Faz 10 anos.
Vinte sete dias de acampamento/ocupação num terreno público que tinha sido vendido a preço de banana para grandes construtoras que propunham um mondrongo ao que davam o nome de Novo Recife. Ameaça de demolição dos galpões antigos no pátio ferroviário, ameaça de construção de uma dúzia de torres de luxo no coração do centro do Recife, à beira da maré, no Cais José Estelita, no ponto focal entre Brasília Teimosa, Coque, Coelhos e São José. Dez hectares cuja vocação era a diversidade: moradia, comércio, parque, conexões viárias para todos os tipos de transporte, todos esses usos, qualquer um deles e outros ainda, mas sempre de caráter popular. Uma oportunidade de costura do urbano que nunca poderia ser desperdiçada com um condomínio elitizado. Um projeto caro e pobre. Um imenso desperdício.
Uma escola. Uma arena. Um ponto de convergência onde se debateu a cidade lutando por ela, fazendo ocupação – do terreno, da internet, da mídia e dos espaços e ferramentas institucionais da democracia. Foram muitos pedaços de Recife que se cruzaram no Cais com disposição para o contato, para o debate e para a luta, com a coragem de conviver na diferença e enfrentar sua dificuldade. Unificação contra um inimigo comum: a exploração predatória da cidade pelo capital imobiliário e seu apadrinhamento pelo poder público. Coragem para combater outros grandes inimigos de dentro para fora: o racismo, o machismo, a misoginia, a LGBTQIA+fobia, o classismo. Uma experiência em que a demanda por participação popular nas decisões sobre os rumos da cidade ganhou materialidade, não como conceito ou ideia, mas como demanda concreta, reconhecida como um fim e um meio essencial para uma cidade melhor e mais justa.

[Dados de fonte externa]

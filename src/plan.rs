use crate::clock;
use crate::geo;
use crate::reference::ReferenceData;
use chrono::{DateTime, Duration, NaiveDate, NaiveTime, Utc};
use thiserror::Error;

/// Assumed cruise speed, km/h.
const CRUISE_SPEED_KMH: f64 = 875.0;
/// Fixed ground/climb/descent overhead, minutes.
const FIXED_BUFFER_MINUTES: f64 = 36.0;
/// Distance-proportional schedule padding, fraction of airborne time.
const PADDING_RATIO: f64 = 0.08;

#[derive(Debug, Error)]
pub enum PlanError {
    #[error("Unknown airport code: {0}")]
    UnknownAirport(String),
    #[error("Could not parse departure date/time: \"{0}\"")]
    InvalidInput(String),
}

/// Everything the ticket needs to know about a flight, derived from two
/// airport codes and a local departure wall time. Recomputed on every call.
#[derive(Clone, Debug)]
pub struct FlightPlan {
    pub distance_km: f64,
    pub duration_minutes: i64,
    pub duration_formatted: String,
    pub departure_utc: DateTime<Utc>,
    pub arrival_utc: DateTime<Utc>,
    pub departure_time_local: String,
    pub arrival_time_local: String,
    pub departure_date_local: String,
    pub arrival_date_local: String,
    /// Arrival local calendar day minus departure local calendar day.
    pub day_change: i32,
    pub timezone_difference: String,
    pub arrival_weekday: String,
}

/// Schedule estimate for a given great-circle distance. Deterministic and
/// monotone in distance; never below the fixed buffer.
pub fn estimate_duration_minutes(distance_km: f64) -> i64 {
    let base_hours = distance_km / CRUISE_SPEED_KMH;
    let buffer_minutes = FIXED_BUFFER_MINUTES + base_hours * 60.0 * PADDING_RATIO;
    (base_hours * 60.0 + buffer_minutes).round() as i64
}

pub fn format_duration(minutes: i64) -> String {
    let hours = minutes / 60;
    let mins = minutes % 60;
    if mins > 0 {
        format!("{}h {}m", hours, mins)
    } else {
        format!("{}h", hours)
    }
}

pub fn format_distance(distance_km: f64) -> String {
    format!("{:.0} km", distance_km)
}

fn format_timezone_difference(hours_diff: f64) -> String {
    let sign = if hours_diff >= 0.0 { "+" } else { "-" };
    let abs = hours_diff.abs();
    let hours = abs.floor();
    let minutes = ((abs - hours) * 60.0).round() as i64;

    if minutes == 0 {
        format!("{}{}h", sign, hours)
    } else {
        format!("{}{}h {}m", sign, hours, minutes)
    }
}

/// Compute distance, duration and zone-correct departure/arrival times for
/// one flight. The departure date/time is read as wall-clock time in the
/// origin airport's zone.
pub fn compute_flight_plan(
    reference: &ReferenceData,
    origin_code: &str,
    dest_code: &str,
    date: &str,
    time: &str,
) -> Result<FlightPlan, PlanError> {
    let origin = reference
        .airport(origin_code)
        .ok_or_else(|| PlanError::UnknownAirport(origin_code.to_string()))?;
    let dest = reference
        .airport(dest_code)
        .ok_or_else(|| PlanError::UnknownAirport(dest_code.to_string()))?;

    let distance_km = geo::haversine_km(
        origin.latitude,
        origin.longitude,
        dest.latitude,
        dest.longitude,
    );
    let duration_minutes = estimate_duration_minutes(distance_km);

    let departure_date = NaiveDate::parse_from_str(date, "%Y-%m-%d")
        .map_err(|_| PlanError::InvalidInput(date.to_string()))?;
    let departure_time = NaiveTime::parse_from_str(time, "%H:%M")
        .map_err(|_| PlanError::InvalidInput(time.to_string()))?;

    let origin_zone = clock::parse_zone(&origin.timezone);
    let dest_zone = clock::parse_zone(&dest.timezone);

    let departure_utc = clock::resolve_local(departure_date.and_time(departure_time), origin_zone);
    let arrival_utc = departure_utc + Duration::minutes(duration_minutes);

    let departure_local = clock::project(departure_utc, origin_zone);
    let arrival_local = clock::project(arrival_utc, dest_zone);

    let day_change = (arrival_local.date_naive() - departure_local.date_naive()).num_days() as i32;

    // Offset difference is evaluated at call time, not at the flight's
    // instant. Stable for almost all zone pairs within a day; inherited
    // from the original tool.
    let now = Utc::now();
    let tz_diff_hours =
        clock::utc_offset_hours(dest_zone, now) - clock::utc_offset_hours(origin_zone, now);

    Ok(FlightPlan {
        distance_km,
        duration_minutes,
        duration_formatted: format_duration(duration_minutes),
        departure_utc,
        arrival_utc,
        departure_time_local: departure_local.format("%H:%M").to_string(),
        arrival_time_local: arrival_local.format("%H:%M").to_string(),
        departure_date_local: departure_local.format("%Y-%m-%d").to_string(),
        arrival_date_local: arrival_local.format("%Y-%m-%d").to_string(),
        day_change,
        timezone_difference: format_timezone_difference(tz_diff_hours),
        arrival_weekday: arrival_local.format("%A").to_string(),
    })
}

#[cfg(test)]
mod tests {
    use super::*;
    use crate::airport::Airport;
    use std::sync::Arc;

    fn airport(code: &str, lat: f64, lon: f64, tz: &str) -> Airport {
        Airport {
            code: Arc::from(code),
            name: format!("{} International", code),
            city: code.to_string(),
            country: String::new(),
            latitude: lat,
            longitude: lon,
            timezone: tz.to_string(),
        }
    }

    fn reference() -> ReferenceData {
        ReferenceData::new(
            vec![
                airport("JFK", 40.6413, -73.7781, "America/New_York"),
                airport("LAX", 33.9416, -118.4085, "America/Los_Angeles"),
                airport("SIN", 1.3644, 103.9915, "Asia/Singapore"),
                airport("NAN", -17.7553, 177.4431, "Pacific/Fiji"),
                airport("HNL", 21.3245, -157.9251, "Pacific/Honolulu"),
                airport("XXU", 10.0, 10.0, "Mars/Olympus_Mons"),
            ],
            vec![],
        )
    }

    #[test]
    fn test_zero_distance_keeps_fixed_buffer() {
        assert_eq!(estimate_duration_minutes(0.0), 36);
    }

    #[test]
    fn test_transcontinental_westbound() {
        let plan = compute_flight_plan(&reference(), "JFK", "LAX", "2024-07-15", "09:00").unwrap();

        assert!((plan.distance_km - 3974.3).abs() < 1.0, "got {}", plan.distance_km);
        assert_eq!(plan.duration_minutes, 330);
        assert_eq!(plan.duration_formatted, "5h 30m");
        assert_eq!(plan.departure_time_local, "09:00");
        assert_eq!(plan.departure_date_local, "2024-07-15");
        // 13:00Z + 5h30 = 18:30Z, which is 11:30 in Los Angeles.
        assert_eq!(plan.arrival_time_local, "11:30");
        assert_eq!(plan.arrival_date_local, "2024-07-15");
        assert_eq!(plan.day_change, 0);
        assert_eq!(plan.arrival_weekday, "Monday");
        // -3h year-round: both coasts switch DST together.
        assert_eq!(plan.timezone_difference, "-3h");
    }

    #[test]
    fn test_date_line_westbound_same_calendar_day() {
        // An 18-hour flight that lands three wall-clock hours after it
        // left, on the same local date.
        let plan = compute_flight_plan(&reference(), "SIN", "LAX", "2024-07-15", "09:00").unwrap();

        assert_eq!(plan.duration_minutes, 1080);
        assert_eq!(plan.arrival_time_local, "12:00");
        assert_eq!(plan.arrival_date_local, "2024-07-15");
        assert_eq!(plan.day_change, 0);
    }

    #[test]
    fn test_date_line_negative_day_change() {
        let plan = compute_flight_plan(&reference(), "NAN", "HNL", "2024-07-15", "01:00").unwrap();

        assert_eq!(plan.arrival_date_local, "2024-07-14");
        assert_eq!(plan.day_change, -1);
    }

    #[test]
    fn test_overnight_positive_day_change() {
        let plan = compute_flight_plan(&reference(), "LAX", "SIN", "2024-07-15", "09:00").unwrap();

        // 16:00Z + 18h rolls into July 16th everywhere east of UTC+2.
        assert_eq!(plan.arrival_date_local, "2024-07-16");
        assert_eq!(plan.day_change, 1);
    }

    #[test]
    fn test_arrival_is_departure_plus_duration() {
        let plan = compute_flight_plan(&reference(), "JFK", "SIN", "2024-12-31", "23:30").unwrap();

        let elapsed = (plan.arrival_utc - plan.departure_utc).num_minutes();
        assert_eq!(elapsed, plan.duration_minutes);
        // Instant arithmetic rolls over the year boundary.
        assert_eq!(&plan.arrival_date_local[..4], "2025");
    }

    #[test]
    fn test_unknown_airport_names_the_code() {
        let err = compute_flight_plan(&reference(), "ZZZ", "LAX", "2024-07-15", "09:00")
            .unwrap_err();
        assert!(matches!(err, PlanError::UnknownAirport(_)));
        assert!(err.to_string().contains("ZZZ"));
    }

    #[test]
    fn test_malformed_time_names_the_string() {
        let err = compute_flight_plan(&reference(), "JFK", "LAX", "2024-07-15", "25:99")
            .unwrap_err();
        assert!(matches!(err, PlanError::InvalidInput(_)));
        assert!(err.to_string().contains("25:99"));
    }

    #[test]
    fn test_malformed_date() {
        let err = compute_flight_plan(&reference(), "JFK", "LAX", "2024-13-40", "09:00")
            .unwrap_err();
        assert!(err.to_string().contains("2024-13-40"));
    }

    #[test]
    fn test_unknown_timezone_reads_wall_time_as_utc() {
        let plan = compute_flight_plan(&reference(), "XXU", "JFK", "2024-07-15", "09:00").unwrap();
        assert_eq!(plan.departure_utc.format("%H:%M").to_string(), "09:00");
    }

    #[test]
    fn test_same_airport_is_buffer_only() {
        let plan = compute_flight_plan(&reference(), "JFK", "JFK", "2024-07-15", "09:00").unwrap();
        assert_eq!(plan.distance_km, 0.0);
        assert_eq!(plan.duration_minutes, 36);
    }

    #[test]
    fn test_duration_formatting() {
        assert_eq!(format_duration(120), "2h");
        assert_eq!(format_duration(90), "1h 30m");
        assert_eq!(format_duration(36), "0h 36m");
    }

    #[test]
    fn test_timezone_difference_formatting() {
        assert_eq!(format_timezone_difference(0.0), "+0h");
        assert_eq!(format_timezone_difference(-3.0), "-3h");
        assert_eq!(format_timezone_difference(4.5), "+4h 30m");
        assert_eq!(format_timezone_difference(-9.5), "-9h 30m");
    }
}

A experiência do Estelita permeia muitas lutas do Recife de 2024. Hoje. “Sins” e “nãos” do Estelita formaram muita gente que está na linha de frente agora e modificaram radicalmente o percurso de muita gente também. Por outro lado, as construtoras, agências de publicidade, imprensa, Prefeitura e Governo continuam os mesmo em essência, mas precisaram incorporar discursos diferentes, assim como algumas ações, ainda que de forma limitada e hipócrita. Será que o projeto do Aeroclube, por exemplo, teria de partida uma cota de unidades de habitação social sem o precedente o Estelita?
Sempre houve luta por moradia em Recife. Veemente. O que o Cais trouxe de novo então? Uma parte dessa contribuição que reverbera até hoje, foi a nitidez sobre a natureza sistêmica da cidade, que obriga a ver a conexão entre os problemas (e também entre as possibilidades de luta e de vida, diga-se). Especialmente esta: que a corda do racismo ambiental que arrebenta do lado mais fraco a cada enchente, enxurrada, deslizamento ou despejo, a cada baculejo, na demora do ônibus, na distribuição dos parques, cinemas e teatros e etc. não começa na informalidade das ocupações de risco, ou mesmo na pobreza em si. As pontas que endereçam as consequências desse modelo de cidade aos mais vulneráveis estão amarradas ao processo de feitura da cidade formal, na medida em que ele destina os melhores terrenos para a exploração imobiliária conforme o projeto de negócio dos donos de terra e construtores, e não conforme o interesse público, que, para ser disputado, construído e reconhecido, precisa, mais uma vez, de radical participação popular nos processos de decisão. O oposto do que acontece: gabinetes abertos para alguns grupos, bomba na cara e polícia para outros. Reproduzindo a velha capitania hereditária.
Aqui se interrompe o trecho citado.